Entries taken from a collection
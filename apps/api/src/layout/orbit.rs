//! Orbit placement: positions each suggestion bubble relative to the profile
//! anchor at the center of the diagram.
//!
//! Placement depends only on the bubble's own score, never on its neighbours:
//! equal scores land on the same spot and overlap.

use serde::Serialize;

use crate::suggestions::Suggestion;

/// Label shown in the center when the user left their name blank.
pub const CENTER_PLACEHOLDER: &str = "Your Name";

const FAR_DISTANCE: i32 = 200;
const MID_DISTANCE: i32 = 110;
const NEAR_DISTANCE: i32 = 20;

/// Seconds before the first bubble appears, and the stagger between bubbles.
const ORBIT_REVEAL_DELAY_S: f32 = 0.8;
const REVEAL_STAGGER_S: f32 = 0.2;

/// Dashed guide ring around the center anchor. Diameters in px.
#[derive(Debug, Clone, Copy, PartialEq, Serialize)]
#[serde(rename_all = "camelCase")]
pub struct GuideRing {
    pub compact_diameter: u32,
    pub wide_diameter: u32,
}

pub const GUIDE_RINGS: [GuideRing; 3] = [
    GuideRing {
        compact_diameter: 128,
        wide_diameter: 160,
    },
    GuideRing {
        compact_diameter: 208,
        wide_diameter: 256,
    },
    GuideRing {
        compact_diameter: 288,
        wide_diameter: 352,
    },
];

#[derive(Debug, Clone, PartialEq, Serialize)]
#[serde(rename_all = "camelCase")]
pub struct Bubble {
    pub title: String,
    pub match_score: u8,
    pub color: String,
    /// Offset from the center, in px. Both axes carry the same tier distance.
    pub dx: i32,
    pub dy: i32,
    pub reveal_delay_s: f32,
}

/// Three-tier distance from the center. Thresholds are inclusive.
pub fn distance(score: u8) -> i32 {
    if score >= 95 {
        FAR_DISTANCE
    } else if score >= 85 {
        MID_DISTANCE
    } else {
        NEAR_DISTANCE
    }
}

pub fn center_label(name: &str) -> &str {
    if name.is_empty() {
        CENTER_PLACEHOLDER
    } else {
        name
    }
}

pub fn place_bubbles(suggestions: &[Suggestion]) -> Vec<Bubble> {
    suggestions
        .iter()
        .enumerate()
        .map(|(index, s)| {
            let d = distance(s.match_score);
            Bubble {
                title: s.title.clone(),
                match_score: s.match_score,
                color: s.color.clone(),
                dx: d,
                dy: d,
                reveal_delay_s: ORBIT_REVEAL_DELAY_S + REVEAL_STAGGER_S * index as f32,
            }
        })
        .collect()
}
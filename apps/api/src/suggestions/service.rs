//! Suggestion Service: the seam between the wizard and the external AI.
//!
//! Default: `LlmSuggestionService` (chat completion through `LlmClient`).
//! Tests swap in scripted implementations. The wizard session holds an
//! `Arc<dyn SuggestionService>`.

use std::time::Duration;

use async_trait::async_trait;
use thiserror::Error;
use tracing::info;

use crate::llm_client::{LlmClient, LlmError};
use crate::suggestions::prompts::{build_suggestion_prompt, SUGGESTION_SYSTEM};
use crate::wizard::profile::Profile;

/// Failure of the suggestion request itself. Payload problems are not errors;
/// see `ParseOutcome`.
#[derive(Debug, Error)]
pub enum SuggestionError {
    #[error("Suggestion service failed: {0}")]
    Llm(#[from] LlmError),

    #[error("Suggestion service did not answer within {0:?}")]
    Timeout(Duration),

    #[error("Suggestion request was cancelled")]
    Cancelled,
}

/// Returns the raw text payload for a complete profile.
#[async_trait]
pub trait SuggestionService: Send + Sync {
    async fn request_suggestions(&self, profile: &Profile) -> Result<String, SuggestionError>;
}

pub struct LlmSuggestionService(pub LlmClient);

#[async_trait]
impl SuggestionService for LlmSuggestionService {
    async fn request_suggestions(&self, profile: &Profile) -> Result<String, SuggestionError> {
        let prompt = build_suggestion_prompt(profile);
        info!(
            "Requesting career suggestions (model: {}, current career: '{}')",
            self.0.model(),
            profile.current_career
        );
        let text = self.0.call_text(&prompt, SUGGESTION_SYSTEM).await?;
        Ok(text)
    }
}
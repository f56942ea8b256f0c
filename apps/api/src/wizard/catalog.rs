//! Selectable values offered by the wizard, injected at construction so tests
//! and deployments can swap them without touching the state machine.

use std::path::Path;

use anyhow::{Context, Result};
use serde::{Deserialize, Serialize};

/// A select-box option: the stored `value` and the text shown to the user.
#[derive(Debug, Clone, PartialEq, Eq, Serialize, Deserialize)]
pub struct ChoiceOption {
    pub value: String,
    pub label: String,
}

impl ChoiceOption {
    fn new(value: &str, label: &str) -> Self {
        Self {
            value: value.to_string(),
            label: label.to_string(),
        }
    }
}

#[derive(Debug, Clone, PartialEq, Eq, Serialize, Deserialize)]
#[serde(rename_all = "camelCase")]
pub struct WizardCatalog {
    pub skills: Vec<String>,
    pub interests: Vec<String>,
    pub motivations: Vec<String>,
    pub education_levels: Vec<ChoiceOption>,
    pub work_styles: Vec<ChoiceOption>,
    pub salary_bands: Vec<ChoiceOption>,
}

impl Default for WizardCatalog {
    fn default() -> Self {
        Self {
            skills: strings(&[
                "Analytical Thinking",
                "Communication",
                "Creativity",
                "Problem Solving",
                "Organization",
                "Leadership",
                "Technical Skills",
                "Teamwork",
                "Time Management",
            ]),
            interests: strings(&[
                "Technology",
                "Art",
                "Science",
                "Health",
                "Education",
                "Business",
                "Media",
                "Sports",
                "Travel",
                "Design",
                "Music",
                "Food",
            ]),
            motivations: strings(&[
                "High Salary",
                "Work-Life Balance",
                "Career Development",
                "Flexible Working",
                "Social Impact",
                "Autonomy",
                "Creativity",
                "Recognition",
                "Security",
            ]),
            education_levels: vec![
                ChoiceOption::new("highschool", "High School"),
                ChoiceOption::new("associate", "Associate Degree"),
                ChoiceOption::new("licence", "Licence"),
                ChoiceOption::new("degree", "Degree"),
                ChoiceOption::new("doctorate", "Doctorate"),
            ],
            work_styles: vec![
                ChoiceOption::new("remote", "Remote"),
                ChoiceOption::new("hybrid", "Hybrid"),
                ChoiceOption::new("office", "Office"),
                ChoiceOption::new("field", "Field"),
            ],
            salary_bands: vec![
                ChoiceOption::new("0-10000", "Up to 10,000 TL"),
                ChoiceOption::new("10000-20000", "10,000 TL - 20,000 TL"),
                ChoiceOption::new("20000-30000", "20,000 TL - 30,000 TL"),
                ChoiceOption::new("30000-50000", "30,000 TL - 50,000 TL"),
                ChoiceOption::new("50000+", "50,000 TL and above"),
            ],
        }
    }
}

impl WizardCatalog {
    /// Loads a catalog from a JSON file with the same camelCase shape as `GET /api/v1/catalog`.
    pub fn from_json_file(path: &Path) -> Result<Self> {
        let raw = std::fs::read_to_string(path)
            .with_context(|| format!("Failed to read catalog file '{}'", path.display()))?;
        serde_json::from_str(&raw)
            .with_context(|| format!("Catalog file '{}' is not valid JSON", path.display()))
    }
}

fn strings(values: &[&str]) -> Vec<String> {
    values.iter().map(|v| v.to_string()).collect()
}
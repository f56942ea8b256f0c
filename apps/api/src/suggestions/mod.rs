// Career suggestions: the external service seam, its prompt, the tagged payload
// parser, and the deadline/cancellation wrapper around the single request.
// All LLM calls go through llm_client. Nothing here calls the API directly.

pub mod parse;
pub mod prompts;
pub mod request;
pub mod service;

use serde::{Deserialize, Serialize};

pub use parse::{parse_suggestions, ParseOutcome};
pub use request::run_request;
pub use service::{LlmSuggestionService, SuggestionError, SuggestionService};

/// The service is asked for exactly this many careers; extra entries are dropped.
pub const MAX_SUGGESTIONS: usize = 3;

/// One scored career recommendation. Immutable once parsed.
#[derive(Debug, Clone, PartialEq, Eq, Serialize, Deserialize)]
#[serde(rename_all = "camelCase")]
pub struct Suggestion {
    pub title: String,
    /// 0 to 100
    pub match_score: u8,
    pub description: String,
    /// Hex color encoding the score tier.
    pub color: String,
}

const HIGH_MATCH_COLOR: &str = "#22C55E";
const MEDIUM_MATCH_COLOR: &str = "#EAB308";
const LOW_MATCH_COLOR: &str = "#EF4444";

/// Green for high, yellow for medium, red for low matches.
pub fn color_for_score(score: u8) -> &'static str {
    match score {
        90..=u8::MAX => HIGH_MATCH_COLOR,
        80..=89 => MEDIUM_MATCH_COLOR,
        _ => LOW_MATCH_COLOR,
    }
}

Exercise directions
Write out only the lines from the very start of the entries above to the line that includes "const ORBIT_REVEAL_DELAY_S: f32 = 0.8;", both ends included, each one unchanged.

Solution for this exercise
filename apps/api/src/layout/orbit.rs
//! Orbit placement: positions each suggestion bubble relative to the profile
//! anchor at the center of the diagram.
//!
//! Placement depends only on the bubble's own score, never on its neighbours:
//! equal scores land on the same spot and overlap.

use serde::Serialize;

use crate::suggestions::Suggestion;

/// Label shown in the center when the user left their name blank.
pub const CENTER_PLACEHOLDER: &str = "Your Name";

const FAR_DISTANCE: i32 = 200;
const MID_DISTANCE: i32 = 110;
const NEAR_DISTANCE: i32 = 20;

/// Seconds before the first bubble appears, and the stagger between bubbles.
const ORBIT_REVEAL_DELAY_S: f32 = 0.8;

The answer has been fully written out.